Wednesday, 5 March 2008

Revealed: Contents of MEPs Expenses Report

Dutch MEP Paul van Buitenen has defied the Parliamentary Authorities and published an executive summary of the controversial report highlighting abuses of MEP expenses on his personal website.

This clearly states that the current system of staff payments, which can take numerous different contractual forms which alter depending on the MEP's nationality, is far too complicated for the Directorate General for Finance "to monitor effectively the legality, regularlity, and sound financial management of the Members' contractual arrangements".

It goes on to cite a variety of abuses, including payments of the 186000 euro staff allowance to dubious service providers who carry out irrelevant activities like child caring or trading in wood, or, in one case, no activity at all. In some cases, these providers have registered only one or indeed NO assistants to manage the MEPs office, well below the average staff ratio, and include payments to wives and family or the MEPs themselves.
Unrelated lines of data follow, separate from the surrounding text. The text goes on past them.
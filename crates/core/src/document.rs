//! Presentation document model: templates, pages, shapes and rich text.
//!
//! The model only captures what substitution needs to see. Everything else a
//! format carries (geometry, fills, body and paragraph properties) is kept as
//! opaque markup strings that the backend writes back untouched.

use serde::{Deserialize, Serialize};

/// Vertical tab, the paragraph-text stand-in for a line break.
pub const LINE_BREAK: char = '\u{000B}';

/// Page dimensions in English Metric Units.
#[derive(Debug, Clone, Copy, PartialEq, Eq, Serialize, Deserialize)]
pub struct PageSize {
    pub width: i64,
    pub height: i64,
}

impl Default for PageSize {
    /// 10 x 7.5 inches, the 4:3 default.
    fn default() -> Self {
        Self {
            width: 9_144_000,
            height: 6_858_000,
        }
    }
}

/// A read-only template: the first page of the input document.
#[derive(Debug, Clone, Default)]
pub struct Template {
    /// Size of every page in the template.
    pub page_size: PageSize,
    /// The reference page, if the template has any pages at all.
    pub reference_page: Option<Page>,
}

impl Template {
    /// Create a template from its page size and reference page.
    pub fn new(page_size: PageSize, reference_page: Option<Page>) -> Self {
        Self {
            page_size,
            reference_page,
        }
    }
}

/// A single page: an ordered list of shapes.
#[derive(Debug, Clone, Default)]
pub struct Page {
    pub shapes: Vec<Shape>,
}

impl Page {
    /// Create an empty page.
    pub fn new() -> Self {
        Self::default()
    }

    /// Append a shape, keeping z-order.
    pub fn push(&mut self, shape: Shape) {
        self.shapes.push(shape);
    }
}

/// The generated document: one page per group of records.
#[derive(Debug, Clone, Default)]
pub struct OutputDocument {
    pub page_size: PageSize,
    pub pages: Vec<Page>,
}

impl OutputDocument {
    /// Create an empty document with the given page size.
    pub fn new(page_size: PageSize) -> Self {
        Self {
            page_size,
            pages: Vec::new(),
        }
    }

    /// Number of pages.
    pub fn len(&self) -> usize {
        self.pages.len()
    }

    /// Whether the document has no pages.
    pub fn is_empty(&self) -> bool {
        self.pages.is_empty()
    }
}

/// A node in a page's shape tree.
#[derive(Debug, Clone)]
pub enum Shape {
    /// A shape with a text body.
    Text(TextShape),
    /// A picture; carried through untouched.
    Picture(OpaqueShape),
    /// A group of shapes.
    Group(GroupShape),
    /// Connectors, graphic frames and text-less shapes.
    Other(OpaqueShape),
}

impl Shape {
    /// Display name of the shape, used in log lines.
    pub fn name(&self) -> &str {
        match self {
            Self::Text(s) => &s.name,
            Self::Picture(s) | Self::Other(s) => &s.name,
            Self::Group(s) => &s.name,
        }
    }

    /// Full text of a text-bearing shape: paragraphs joined by `\n`.
    ///
    /// Groups yield the text of their text-bearing descendants, one per line.
    /// Returns `None` for shapes without text.
    pub fn text(&self) -> Option<String> {
        match self {
            Self::Text(s) => match &s.body {
                TextBody::Parsed(block) => Some(block.text()),
                TextBody::Unreadable { .. } => None,
            },
            Self::Group(g) => {
                let texts: Vec<String> = g.children.iter().filter_map(Shape::text).collect();
                if texts.is_empty() {
                    None
                } else {
                    Some(texts.join("\n"))
                }
            }
            Self::Picture(_) | Self::Other(_) => None,
        }
    }
}

/// A shape whose markup is carried through untouched.
#[derive(Debug, Clone)]
pub struct OpaqueShape {
    pub name: String,
    pub markup: String,
}

/// A group shape: opening markup, children, closing markup.
#[derive(Debug, Clone)]
pub struct GroupShape {
    pub name: String,
    /// Markup before the first child (group properties).
    pub open: String,
    pub children: Vec<Shape>,
    /// Markup after the last child.
    pub close: String,
}

/// A shape with a text body.
#[derive(Debug, Clone)]
pub struct TextShape {
    pub name: String,
    /// Markup before the text body (non-visual and shape properties).
    pub before: String,
    pub body: TextBody,
    /// Markup after the text body.
    pub after: String,
}

/// The text body of a shape, which may have failed to parse.
#[derive(Debug, Clone)]
pub enum TextBody {
    Parsed(TextBlock),
    /// The body could not be read; its markup is kept verbatim.
    Unreadable { markup: String, reason: String },
}

/// A block of rich text: an ordered list of paragraphs.
#[derive(Debug, Clone, Default, PartialEq)]
pub struct TextBlock {
    /// Markup before the first paragraph (body open tag and properties).
    pub open: String,
    pub paragraphs: Vec<Paragraph>,
    /// Markup after the last paragraph.
    pub close: String,
}

impl TextBlock {
    /// Paragraph texts joined by `\n`.
    pub fn text(&self) -> String {
        self.paragraphs
            .iter()
            .map(Paragraph::text)
            .collect::<Vec<_>>()
            .join("\n")
    }
}

/// A paragraph: properties plus an ordered list of runs.
#[derive(Debug, Clone, Default, PartialEq)]
pub struct Paragraph {
    /// Opaque paragraph properties markup.
    pub properties: Option<String>,
    pub runs: Vec<Run>,
    /// Opaque end-of-paragraph run properties markup.
    pub end_properties: Option<String>,
    /// Markup as read, including whitespace or comments before the element.
    /// Written back verbatim while the paragraph is untouched.
    pub original: Option<String>,
}

impl Paragraph {
    /// Paragraph text; line breaks appear as [`LINE_BREAK`].
    pub fn text(&self) -> String {
        self.runs.iter().map(Run::text).collect()
    }

    /// The first text run, whose style is the reference for rewrites.
    pub fn first_text_run(&self) -> Option<&Run> {
        self.runs.iter().find(|r| r.kind == RunKind::Text)
    }

    /// Replace the paragraph content with `text`, every run carrying `style`.
    ///
    /// [`LINE_BREAK`] and newline characters become line-break runs.
    pub fn set_text(&mut self, text: &str, style: &FontStyle) {
        let text = text.replace("\r\n", "\n");
        let mut runs = Vec::new();
        for (i, segment) in text.split([LINE_BREAK, '\n']).enumerate() {
            if i > 0 {
                runs.push(Run::line_break(style.clone()));
            }
            if !segment.is_empty() {
                runs.push(Run::new(segment, style.clone()));
            }
        }
        self.runs = runs;
        self.original = None;
    }
}

/// What a run represents inside its paragraph.
#[derive(Debug, Clone, PartialEq, Eq)]
pub enum RunKind {
    /// Plain text.
    Text,
    /// A soft line break; its text is [`LINE_BREAK`].
    LineBreak,
    /// A field (slide number, date); `attributes` is the opaque tag attribute markup.
    Field { attributes: String },
}

/// A text fragment paired with its font style.
#[derive(Debug, Clone, PartialEq)]
pub struct Run {
    pub kind: RunKind,
    pub text: String,
    pub style: FontStyle,
    /// Original run-properties markup, written back verbatim while the run is untouched.
    pub properties: Option<String>,
}

impl Run {
    /// A text run with a style and no original markup.
    pub fn new(text: impl Into<String>, style: FontStyle) -> Self {
        Self {
            kind: RunKind::Text,
            text: text.into(),
            style,
            properties: None,
        }
    }

    /// A line-break run.
    pub fn line_break(style: FontStyle) -> Self {
        Self {
            kind: RunKind::LineBreak,
            text: String::new(),
            style,
            properties: None,
        }
    }

    /// Text this run contributes to its paragraph.
    pub fn text(&self) -> &str {
        match self.kind {
            RunKind::LineBreak => "\u{000B}",
            _ => &self.text,
        }
    }
}

/// Font attributes captured from and reapplied to runs.
#[derive(Debug, Clone, Default, PartialEq, Eq, Serialize, Deserialize)]
pub struct FontStyle {
    /// Typeface name.
    pub family: Option<String>,
    /// Size in hundredths of a point.
    pub size: Option<u32>,
    pub bold: Option<bool>,
    pub italic: Option<bool>,
    /// Underline style token, e.g. `sng` or `none`.
    pub underline: Option<String>,
    pub color: Option<Color>,
}

impl FontStyle {
    /// Whether no attribute is set.
    pub fn is_inherited(&self) -> bool {
        *self == Self::default()
    }
}

/// A solid text color.
#[derive(Debug, Clone, PartialEq, Eq, Serialize, Deserialize)]
pub enum Color {
    /// Hex RGB, e.g. `FF0000`.
    Rgb(String),
    /// A theme color slot, e.g. `accent1`.
    Scheme(String),
}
In one exceptional case, an MEP was found to be the sole owner of the service provider to which he paid his allowances. This service provider was registered in a different country and did not figure in his declaration of interests (go figure!). He is now under investigation by OLAF, the EU's anti-fraud bureau.

In other forty two cases, Members who did not get re-elected paid generous 'lay-off payments' to their assistants to exhaust their budgets, one of whom received a total payout of 8890 euros from five separate MEPs over a three month period, in breach of the PEAM rules.

Other abuses related to non-payment or registration of VAT for which they are liable and inflated travel expenses for assistants (in one case, amounting to three times their annual salary).

Small wonder few wanted this to be published.

However it must be said that, if the sample of 167 MEPs is representative of the whole, the number of extreme abuses are relatively few. The really worrying thing is the fact that the vast majority of MEPs fail to register or protect their staff, fuelling fears that working for a parliamentarian often amounts to outright exploitation, particularly for stagiaires.

The audit shows that in 80% of cases, MEPs failure to register assistants with a social security scheme to protect them against unemployment or illness - a slap in the face for the majority of staff who are not recipients of their chief's largesse.

It is time the Parliament stopped trying to hide the evidence of abuses and faced up to its responsibilities, both to the staff it employs and the citizens it represents - whose tax dollar, lest we forget, is paying for these scams.

The new Members' statute, which comes into force next year, will represent a major step forwards in terms of fairness and transparency. It should be accompanied by a beefed-up assistants' statute which ensures all staff are paid a reasonable wage, through a less complex and more accountable system.

Then, and only then, can we iron out the discrepancies that make working in politics such a lottery.